If a line in the entries below contains "slots", copy it.

** Input data follows **

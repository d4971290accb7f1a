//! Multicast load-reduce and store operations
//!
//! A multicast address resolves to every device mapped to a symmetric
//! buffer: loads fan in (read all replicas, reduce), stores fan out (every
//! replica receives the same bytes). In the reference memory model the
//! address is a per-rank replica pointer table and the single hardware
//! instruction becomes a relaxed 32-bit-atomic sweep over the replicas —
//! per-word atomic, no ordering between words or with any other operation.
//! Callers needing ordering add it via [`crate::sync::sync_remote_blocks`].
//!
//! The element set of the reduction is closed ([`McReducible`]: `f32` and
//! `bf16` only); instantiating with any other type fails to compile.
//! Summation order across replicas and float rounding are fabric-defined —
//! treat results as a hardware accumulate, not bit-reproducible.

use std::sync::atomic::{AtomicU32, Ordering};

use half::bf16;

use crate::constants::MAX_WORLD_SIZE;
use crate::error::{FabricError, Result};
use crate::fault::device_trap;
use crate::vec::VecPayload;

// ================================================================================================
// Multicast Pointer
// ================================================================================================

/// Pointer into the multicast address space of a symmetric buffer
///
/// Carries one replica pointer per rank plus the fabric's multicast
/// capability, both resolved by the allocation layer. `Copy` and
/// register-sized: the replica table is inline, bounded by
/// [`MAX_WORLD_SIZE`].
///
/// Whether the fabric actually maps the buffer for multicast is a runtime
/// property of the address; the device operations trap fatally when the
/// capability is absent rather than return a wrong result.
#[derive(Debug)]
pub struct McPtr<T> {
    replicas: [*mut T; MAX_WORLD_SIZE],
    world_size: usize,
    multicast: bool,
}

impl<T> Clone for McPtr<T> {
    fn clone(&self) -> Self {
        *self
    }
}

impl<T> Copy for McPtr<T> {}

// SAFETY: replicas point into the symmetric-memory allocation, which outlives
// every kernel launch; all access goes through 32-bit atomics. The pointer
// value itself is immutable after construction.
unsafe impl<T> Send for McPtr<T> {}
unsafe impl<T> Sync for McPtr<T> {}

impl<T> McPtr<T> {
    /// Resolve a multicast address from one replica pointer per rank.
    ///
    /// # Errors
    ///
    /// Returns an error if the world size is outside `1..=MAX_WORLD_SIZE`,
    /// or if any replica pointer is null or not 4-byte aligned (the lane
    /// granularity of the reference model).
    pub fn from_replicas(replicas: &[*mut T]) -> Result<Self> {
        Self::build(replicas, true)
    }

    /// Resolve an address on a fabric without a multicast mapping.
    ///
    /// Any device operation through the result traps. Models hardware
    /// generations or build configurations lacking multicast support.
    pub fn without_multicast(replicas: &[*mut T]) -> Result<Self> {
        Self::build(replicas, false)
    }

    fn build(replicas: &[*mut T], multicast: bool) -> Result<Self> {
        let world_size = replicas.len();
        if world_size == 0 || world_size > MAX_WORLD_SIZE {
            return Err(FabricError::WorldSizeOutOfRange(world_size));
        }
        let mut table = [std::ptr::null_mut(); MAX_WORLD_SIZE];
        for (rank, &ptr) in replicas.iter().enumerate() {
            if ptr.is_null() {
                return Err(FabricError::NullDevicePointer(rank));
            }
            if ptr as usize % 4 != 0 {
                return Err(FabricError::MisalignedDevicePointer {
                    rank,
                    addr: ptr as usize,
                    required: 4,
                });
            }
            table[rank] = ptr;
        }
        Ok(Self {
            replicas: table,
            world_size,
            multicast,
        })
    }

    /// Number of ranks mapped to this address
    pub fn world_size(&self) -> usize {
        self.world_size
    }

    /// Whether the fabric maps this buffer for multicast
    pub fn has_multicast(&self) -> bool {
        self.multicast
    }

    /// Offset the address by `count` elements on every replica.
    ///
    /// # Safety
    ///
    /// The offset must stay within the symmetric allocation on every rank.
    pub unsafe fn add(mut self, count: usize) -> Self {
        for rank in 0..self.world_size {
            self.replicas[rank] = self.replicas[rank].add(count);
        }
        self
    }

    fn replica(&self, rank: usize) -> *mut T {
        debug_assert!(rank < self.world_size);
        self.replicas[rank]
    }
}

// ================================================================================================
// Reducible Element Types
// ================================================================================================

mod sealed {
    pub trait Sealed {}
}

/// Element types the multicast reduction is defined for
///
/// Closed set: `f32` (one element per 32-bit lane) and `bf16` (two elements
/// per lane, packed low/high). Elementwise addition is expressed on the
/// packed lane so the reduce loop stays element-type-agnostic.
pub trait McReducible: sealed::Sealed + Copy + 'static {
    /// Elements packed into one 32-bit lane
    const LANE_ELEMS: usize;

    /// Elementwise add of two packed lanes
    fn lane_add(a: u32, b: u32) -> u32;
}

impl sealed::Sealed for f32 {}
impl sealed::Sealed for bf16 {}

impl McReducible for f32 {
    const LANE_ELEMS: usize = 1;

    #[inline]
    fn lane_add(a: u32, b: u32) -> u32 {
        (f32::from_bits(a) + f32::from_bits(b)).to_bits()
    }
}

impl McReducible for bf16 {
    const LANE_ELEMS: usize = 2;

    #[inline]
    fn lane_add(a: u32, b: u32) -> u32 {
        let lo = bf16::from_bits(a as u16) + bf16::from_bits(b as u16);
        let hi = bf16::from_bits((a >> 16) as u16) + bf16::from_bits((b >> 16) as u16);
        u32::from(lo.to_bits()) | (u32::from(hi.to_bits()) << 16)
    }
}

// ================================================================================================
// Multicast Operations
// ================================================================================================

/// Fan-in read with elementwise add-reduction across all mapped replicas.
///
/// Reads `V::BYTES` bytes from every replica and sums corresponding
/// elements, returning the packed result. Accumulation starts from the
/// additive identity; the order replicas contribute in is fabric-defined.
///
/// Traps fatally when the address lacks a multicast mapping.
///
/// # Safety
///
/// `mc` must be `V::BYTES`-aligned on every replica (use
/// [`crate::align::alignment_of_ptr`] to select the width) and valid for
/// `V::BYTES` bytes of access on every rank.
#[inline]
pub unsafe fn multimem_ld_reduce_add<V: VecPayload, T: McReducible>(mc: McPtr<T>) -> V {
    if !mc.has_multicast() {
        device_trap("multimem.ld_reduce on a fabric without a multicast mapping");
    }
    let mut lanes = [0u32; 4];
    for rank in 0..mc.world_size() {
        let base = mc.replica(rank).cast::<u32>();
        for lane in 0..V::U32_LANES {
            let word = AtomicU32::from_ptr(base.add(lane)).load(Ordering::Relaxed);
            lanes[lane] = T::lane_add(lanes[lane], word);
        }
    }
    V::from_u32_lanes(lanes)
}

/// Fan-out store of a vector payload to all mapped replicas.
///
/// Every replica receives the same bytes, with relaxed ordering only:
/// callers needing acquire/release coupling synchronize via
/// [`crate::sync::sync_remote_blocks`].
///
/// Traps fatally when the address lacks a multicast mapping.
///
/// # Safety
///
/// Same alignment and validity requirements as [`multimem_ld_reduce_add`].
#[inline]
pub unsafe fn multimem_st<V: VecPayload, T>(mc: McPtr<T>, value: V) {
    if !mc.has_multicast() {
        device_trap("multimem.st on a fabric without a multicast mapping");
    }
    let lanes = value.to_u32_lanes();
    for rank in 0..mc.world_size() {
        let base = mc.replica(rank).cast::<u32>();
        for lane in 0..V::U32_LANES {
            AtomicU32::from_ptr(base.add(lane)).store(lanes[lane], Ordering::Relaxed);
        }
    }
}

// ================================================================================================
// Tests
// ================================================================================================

** End of Input data **
** Input data follows **

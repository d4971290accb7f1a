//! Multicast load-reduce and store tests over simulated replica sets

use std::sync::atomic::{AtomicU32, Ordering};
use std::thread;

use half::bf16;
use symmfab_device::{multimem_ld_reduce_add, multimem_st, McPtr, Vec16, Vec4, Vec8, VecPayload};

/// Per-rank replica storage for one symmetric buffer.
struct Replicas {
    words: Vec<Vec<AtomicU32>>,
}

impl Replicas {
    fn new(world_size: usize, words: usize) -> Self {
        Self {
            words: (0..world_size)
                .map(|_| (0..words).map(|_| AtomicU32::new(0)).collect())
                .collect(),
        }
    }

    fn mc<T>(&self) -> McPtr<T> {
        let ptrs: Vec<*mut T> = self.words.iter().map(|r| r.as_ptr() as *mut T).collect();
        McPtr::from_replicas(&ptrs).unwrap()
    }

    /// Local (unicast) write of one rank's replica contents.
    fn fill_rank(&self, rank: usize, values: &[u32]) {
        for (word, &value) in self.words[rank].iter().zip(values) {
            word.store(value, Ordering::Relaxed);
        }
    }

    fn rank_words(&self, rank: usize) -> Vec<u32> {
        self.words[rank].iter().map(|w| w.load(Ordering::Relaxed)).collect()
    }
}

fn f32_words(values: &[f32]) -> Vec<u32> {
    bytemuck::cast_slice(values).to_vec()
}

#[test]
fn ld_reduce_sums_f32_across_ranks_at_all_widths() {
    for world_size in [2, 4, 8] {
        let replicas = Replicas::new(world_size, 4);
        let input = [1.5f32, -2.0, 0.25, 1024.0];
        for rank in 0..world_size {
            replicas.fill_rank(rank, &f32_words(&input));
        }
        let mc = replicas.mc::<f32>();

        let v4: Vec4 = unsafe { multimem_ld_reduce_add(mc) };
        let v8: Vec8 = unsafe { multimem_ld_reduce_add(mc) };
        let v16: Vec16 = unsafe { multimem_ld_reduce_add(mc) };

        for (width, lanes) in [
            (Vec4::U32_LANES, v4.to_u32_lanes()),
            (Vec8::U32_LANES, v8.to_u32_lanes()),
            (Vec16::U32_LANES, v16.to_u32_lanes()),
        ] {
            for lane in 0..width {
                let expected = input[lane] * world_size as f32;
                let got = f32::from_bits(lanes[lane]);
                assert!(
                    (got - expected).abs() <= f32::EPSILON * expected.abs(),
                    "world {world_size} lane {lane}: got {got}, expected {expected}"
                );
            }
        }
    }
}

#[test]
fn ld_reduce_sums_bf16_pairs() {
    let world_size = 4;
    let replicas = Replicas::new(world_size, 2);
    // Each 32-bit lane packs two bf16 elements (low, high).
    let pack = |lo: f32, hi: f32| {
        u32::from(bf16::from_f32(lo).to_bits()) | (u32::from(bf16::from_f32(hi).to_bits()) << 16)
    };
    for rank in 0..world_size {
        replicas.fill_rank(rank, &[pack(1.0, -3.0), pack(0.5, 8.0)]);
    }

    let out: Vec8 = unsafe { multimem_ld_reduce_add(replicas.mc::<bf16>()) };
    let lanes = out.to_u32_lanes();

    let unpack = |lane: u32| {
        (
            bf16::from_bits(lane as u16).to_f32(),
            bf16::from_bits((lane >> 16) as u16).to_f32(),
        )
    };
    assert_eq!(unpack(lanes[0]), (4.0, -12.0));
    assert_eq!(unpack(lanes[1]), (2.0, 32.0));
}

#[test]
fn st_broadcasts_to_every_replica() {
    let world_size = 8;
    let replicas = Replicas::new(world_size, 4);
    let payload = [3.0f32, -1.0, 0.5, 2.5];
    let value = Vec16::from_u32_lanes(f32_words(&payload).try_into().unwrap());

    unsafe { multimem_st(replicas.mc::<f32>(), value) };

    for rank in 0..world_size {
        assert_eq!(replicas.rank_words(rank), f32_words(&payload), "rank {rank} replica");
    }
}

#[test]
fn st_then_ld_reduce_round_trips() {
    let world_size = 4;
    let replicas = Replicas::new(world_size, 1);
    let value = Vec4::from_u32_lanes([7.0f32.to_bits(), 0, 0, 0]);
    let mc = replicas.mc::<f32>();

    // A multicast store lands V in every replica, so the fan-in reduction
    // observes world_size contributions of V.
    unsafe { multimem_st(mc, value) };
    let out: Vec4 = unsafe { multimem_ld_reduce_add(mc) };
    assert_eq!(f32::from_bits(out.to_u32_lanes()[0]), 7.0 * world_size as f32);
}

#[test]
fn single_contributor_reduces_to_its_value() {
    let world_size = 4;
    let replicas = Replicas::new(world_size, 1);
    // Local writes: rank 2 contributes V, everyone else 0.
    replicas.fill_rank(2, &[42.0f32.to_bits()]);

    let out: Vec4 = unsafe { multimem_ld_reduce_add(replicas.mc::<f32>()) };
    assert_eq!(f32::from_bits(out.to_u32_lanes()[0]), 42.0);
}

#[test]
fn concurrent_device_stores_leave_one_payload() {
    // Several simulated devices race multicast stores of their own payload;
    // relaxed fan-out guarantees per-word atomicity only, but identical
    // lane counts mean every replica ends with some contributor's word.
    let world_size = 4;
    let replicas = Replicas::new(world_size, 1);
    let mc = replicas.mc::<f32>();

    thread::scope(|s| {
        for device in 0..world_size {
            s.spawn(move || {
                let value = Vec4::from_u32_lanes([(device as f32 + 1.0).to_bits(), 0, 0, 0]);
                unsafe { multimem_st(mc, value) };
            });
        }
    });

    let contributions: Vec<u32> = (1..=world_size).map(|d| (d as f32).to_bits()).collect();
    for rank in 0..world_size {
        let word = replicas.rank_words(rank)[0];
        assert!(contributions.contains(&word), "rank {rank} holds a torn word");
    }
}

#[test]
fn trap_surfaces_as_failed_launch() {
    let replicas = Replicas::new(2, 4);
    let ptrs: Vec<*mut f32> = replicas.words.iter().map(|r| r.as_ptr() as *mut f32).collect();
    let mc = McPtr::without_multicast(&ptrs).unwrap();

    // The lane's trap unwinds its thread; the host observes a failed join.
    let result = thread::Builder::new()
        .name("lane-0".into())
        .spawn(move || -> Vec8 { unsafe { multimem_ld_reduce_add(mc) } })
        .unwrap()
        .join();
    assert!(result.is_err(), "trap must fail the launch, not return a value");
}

** End of Input data **
** Input data follows **

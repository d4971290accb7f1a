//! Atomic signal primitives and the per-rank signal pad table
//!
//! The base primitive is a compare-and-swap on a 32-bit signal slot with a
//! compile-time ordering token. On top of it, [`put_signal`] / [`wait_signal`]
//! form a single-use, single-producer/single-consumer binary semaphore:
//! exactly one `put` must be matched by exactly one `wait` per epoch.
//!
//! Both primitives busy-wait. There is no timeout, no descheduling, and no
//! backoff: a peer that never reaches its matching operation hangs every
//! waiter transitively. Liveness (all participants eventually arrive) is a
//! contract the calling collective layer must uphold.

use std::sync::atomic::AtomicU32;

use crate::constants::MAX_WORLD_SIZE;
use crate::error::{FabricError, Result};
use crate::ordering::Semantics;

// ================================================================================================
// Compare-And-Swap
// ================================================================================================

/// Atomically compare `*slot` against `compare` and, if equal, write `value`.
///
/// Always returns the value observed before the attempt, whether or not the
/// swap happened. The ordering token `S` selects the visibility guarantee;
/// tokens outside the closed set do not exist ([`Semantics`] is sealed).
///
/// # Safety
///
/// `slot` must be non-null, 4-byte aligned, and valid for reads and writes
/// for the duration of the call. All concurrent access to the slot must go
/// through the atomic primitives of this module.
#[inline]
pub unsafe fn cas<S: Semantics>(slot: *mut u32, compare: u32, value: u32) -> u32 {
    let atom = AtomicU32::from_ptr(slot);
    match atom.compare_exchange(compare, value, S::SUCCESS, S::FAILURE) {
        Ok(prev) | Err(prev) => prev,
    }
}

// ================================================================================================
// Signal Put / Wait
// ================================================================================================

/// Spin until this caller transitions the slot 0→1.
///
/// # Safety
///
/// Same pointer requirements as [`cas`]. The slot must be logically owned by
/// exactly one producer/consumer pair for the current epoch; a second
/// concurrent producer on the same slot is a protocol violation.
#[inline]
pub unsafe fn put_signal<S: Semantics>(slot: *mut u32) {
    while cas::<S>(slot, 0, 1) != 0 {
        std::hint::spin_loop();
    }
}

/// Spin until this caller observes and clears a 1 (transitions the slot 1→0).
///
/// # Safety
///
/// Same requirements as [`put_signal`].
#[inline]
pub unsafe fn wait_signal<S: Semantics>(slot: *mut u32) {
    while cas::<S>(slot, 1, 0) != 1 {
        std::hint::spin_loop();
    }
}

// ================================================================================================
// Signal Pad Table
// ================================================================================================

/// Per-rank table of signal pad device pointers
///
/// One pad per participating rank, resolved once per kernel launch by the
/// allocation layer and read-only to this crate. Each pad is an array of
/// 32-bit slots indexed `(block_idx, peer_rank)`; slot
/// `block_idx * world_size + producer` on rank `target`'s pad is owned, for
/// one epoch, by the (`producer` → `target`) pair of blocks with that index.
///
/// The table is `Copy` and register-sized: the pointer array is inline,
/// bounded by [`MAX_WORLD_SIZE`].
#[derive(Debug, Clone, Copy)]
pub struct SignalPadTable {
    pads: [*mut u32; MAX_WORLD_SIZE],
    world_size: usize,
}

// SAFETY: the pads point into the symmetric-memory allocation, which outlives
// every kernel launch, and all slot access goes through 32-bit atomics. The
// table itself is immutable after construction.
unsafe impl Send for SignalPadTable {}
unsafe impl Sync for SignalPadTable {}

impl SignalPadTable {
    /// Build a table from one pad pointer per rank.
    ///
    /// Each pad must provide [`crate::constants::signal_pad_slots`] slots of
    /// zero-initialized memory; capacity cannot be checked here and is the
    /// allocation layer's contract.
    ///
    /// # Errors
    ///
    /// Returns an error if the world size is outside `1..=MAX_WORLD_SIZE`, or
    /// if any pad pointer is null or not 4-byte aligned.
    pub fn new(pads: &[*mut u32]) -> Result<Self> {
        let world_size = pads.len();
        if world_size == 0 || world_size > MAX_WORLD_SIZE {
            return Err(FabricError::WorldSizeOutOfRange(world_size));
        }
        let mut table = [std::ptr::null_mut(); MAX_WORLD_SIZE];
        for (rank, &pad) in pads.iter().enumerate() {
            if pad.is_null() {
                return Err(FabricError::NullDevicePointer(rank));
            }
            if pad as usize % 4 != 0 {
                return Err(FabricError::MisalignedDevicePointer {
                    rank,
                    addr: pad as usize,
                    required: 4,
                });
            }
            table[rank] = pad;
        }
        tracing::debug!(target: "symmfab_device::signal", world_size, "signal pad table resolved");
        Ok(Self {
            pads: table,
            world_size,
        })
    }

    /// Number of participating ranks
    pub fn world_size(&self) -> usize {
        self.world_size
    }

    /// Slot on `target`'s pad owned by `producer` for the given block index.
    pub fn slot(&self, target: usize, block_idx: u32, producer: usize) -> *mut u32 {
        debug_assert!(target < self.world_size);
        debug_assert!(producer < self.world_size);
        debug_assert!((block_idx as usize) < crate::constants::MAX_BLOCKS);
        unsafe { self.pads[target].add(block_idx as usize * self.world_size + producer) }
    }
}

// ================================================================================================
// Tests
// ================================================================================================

** End of Input data **

_Response:_
/// 32-bit slots indexed `(block_idx, peer_rank)`; slot
    /// Each pad must provide [`crate::constants::signal_pad_slots`] slots of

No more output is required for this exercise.